We begin by loading and inspecting the required data from MIMIC-IV:
# load information about ICU admission episode
adm_info <- load_concepts("adm_episode", "miiv", verbose = FALSE)
# subset to only first admission episode
patient_ids <- id_col(adm_info[adm_episode == 1])

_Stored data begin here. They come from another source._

//! gcl — command-line client for Google services.
//!
//! `sync` drives the bucket synchronization engine in `gcl-storage`; the
//! remaining subcommands are stateless request→serialize→print pipelines.

mod services;

use anyhow::{Context, anyhow};
use clap::{Parser, Subcommand};
use gcl_auth::supplier::{OauthConfig, OauthSupplier};
use gcl_storage::{AclPolicy, GcsClient, GpgCipher, SyncConfig, SyncEngine};
use std::path::PathBuf;
use std::str::FromStr;
use std::sync::Arc;
use tracing::warn;
use tracing_subscriber::EnvFilter;

#[derive(Parser)]
#[command(name = "gcl")]
#[command(about = "Command-line client for Google services")]
#[command(version)]
struct Cli {
    /// Credentials file (client id/secret + refresh token)
    #[arg(
        long,
        env = "GCL_CREDENTIALS",
        default_value = "~/.config/gcl/credentials.json"
    )]
    credentials: String,

    #[command(subcommand)]
    command: Commands,
}

#[derive(Subcommand)]
enum Commands {
    /// Synchronize a local directory with a storage bucket
    Sync {
        /// Local directory to synchronize
        dir: PathBuf,
        /// Target bucket
        bucket: String,
        /// ACL applied to uploaded objects
        #[arg(long, default_value = "private")]
        acl: String,
        /// GnuPG recipient; repeat for multiple (enables encryption)
        #[arg(short = 'r', long = "recipient")]
        recipients: Vec<String>,
        /// File of newline-separated exclusion regexes
        #[arg(long)]
        exclude_from: Option<PathBuf>,
        /// Write an md5 manifest into the directory after the run
        #[arg(long)]
        md5_sums: bool,
        /// Delete remote objects with no local counterpart
        #[arg(long)]
        purge: bool,
        /// Bound on concurrent transfers
        #[arg(long, default_value = "8")]
        concurrency: usize,
    },
    /// List saved bookmarks
    Bookmarks,
    /// List contacts
    Contacts,
    /// List library bookshelves
    Books,
    /// List photo albums
    Photos,
}

#[tokio::main]
async fn main() -> anyhow::Result<()> {
    tracing_subscriber::fmt()
        .with_env_filter(EnvFilter::try_from_default_env().unwrap_or_else(|_| "info".into()))
        .with_writer(std::io::stderr)
        .init();

    let cli = Cli::parse();
    let supplier = Arc::new(load_supplier(&cli.credentials)?);

    match cli.command {
        Commands::Sync {
            dir,
            bucket,
            acl,
            recipients,
            exclude_from,
            md5_sums,
            purge,
            concurrency,
        } => {
            let mut config = SyncConfig::new(bucket, dir);
            config.acl = AclPolicy::from_str(&acl)?;
            config.recipients = recipients;
            config.exclude_file = exclude_from;
            config.write_manifest = md5_sums;
            config.purge = purge;
            config.concurrency = concurrency;

            let store = Arc::new(GcsClient::new(
                config.bucket.clone(),
                config.api_base_url.clone(),
            )?);
            let engine = SyncEngine::new(config, store, supplier, Arc::new(GpgCipher::new()));

            // Interrupt stops dispatching new transfers; in-flight ones finish.
            let cancel = engine.cancel_handle();
            tokio::spawn(async move {
                if tokio::signal::ctrl_c().await.is_ok() {
                    warn!("interrupt received, finishing in-flight transfers");
                    cancel.cancel();
                }
            });

            let report = engine.run().await?;
            if !report.is_success() {
                return Err(anyhow!(
                    "{} of {} planned actions failed",
                    report.summary.failed,
                    report.outcomes.len()
                ));
            }
        }
        Commands::Bookmarks => services::list_bookmarks(supplier.as_ref()).await?,
        Commands::Contacts => services::list_contacts(supplier.as_ref()).await?,
        Commands::Books => services::list_books(supplier.as_ref()).await?,
        Commands::Photos => services::list_photos(supplier.as_ref()).await?,
    }

    Ok(())
}

fn load_supplier(path: &str) -> anyhow::Result<OauthSupplier> {
    let path = expand_home(path);
    let contents = std::fs::read_to_string(&path)
        .with_context(|| format!("cannot read credentials file {}", path.display()))?;
    let config: OauthConfig =
        serde_json::from_str(&contents).context("malformed credentials file")?;
    Ok(OauthSupplier::new(config)?)
}

fn expand_home(path: &str) -> PathBuf {
    if let Some(rest) = path.strip_prefix("~/") {
        if let Some(home) = dirs::home_dir() {
            return home.join(rest);
        }
    }
    PathBuf::from(path)
}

# load relevant concepts for investigating mortality
dat <- load_concepts(c("acu_24", "diag", "age", "sex", "charlson",
"lact_24", "pafi_24", "ast_24",
"race", "death"), "miiv", patient_ids = patient_ids,
verbose = FALSE)
# compare only White and African-American patients
dat <- dat[race %in% c("Caucasian", "African American")]
dat[, majority := as.integer(race == "Caucasian")]
dat[, race := NULL]
# remove time variable
dat[, c(index_var(dat)) := NULL]
# impute normal/median values for missing covariates
imp_lst <- list(
age = 65,
acu_24 = 0,
charlson = 0,
lact_24 = 1,
ast_24 = 20,
pafi_24 = 500,
death = FALSE
)
for (i in seq_len(ncol(dat))) {
var <- names(dat)[i]
if (any(is.na(dat[[var]])) & !is.null(imp_lst[[var]]))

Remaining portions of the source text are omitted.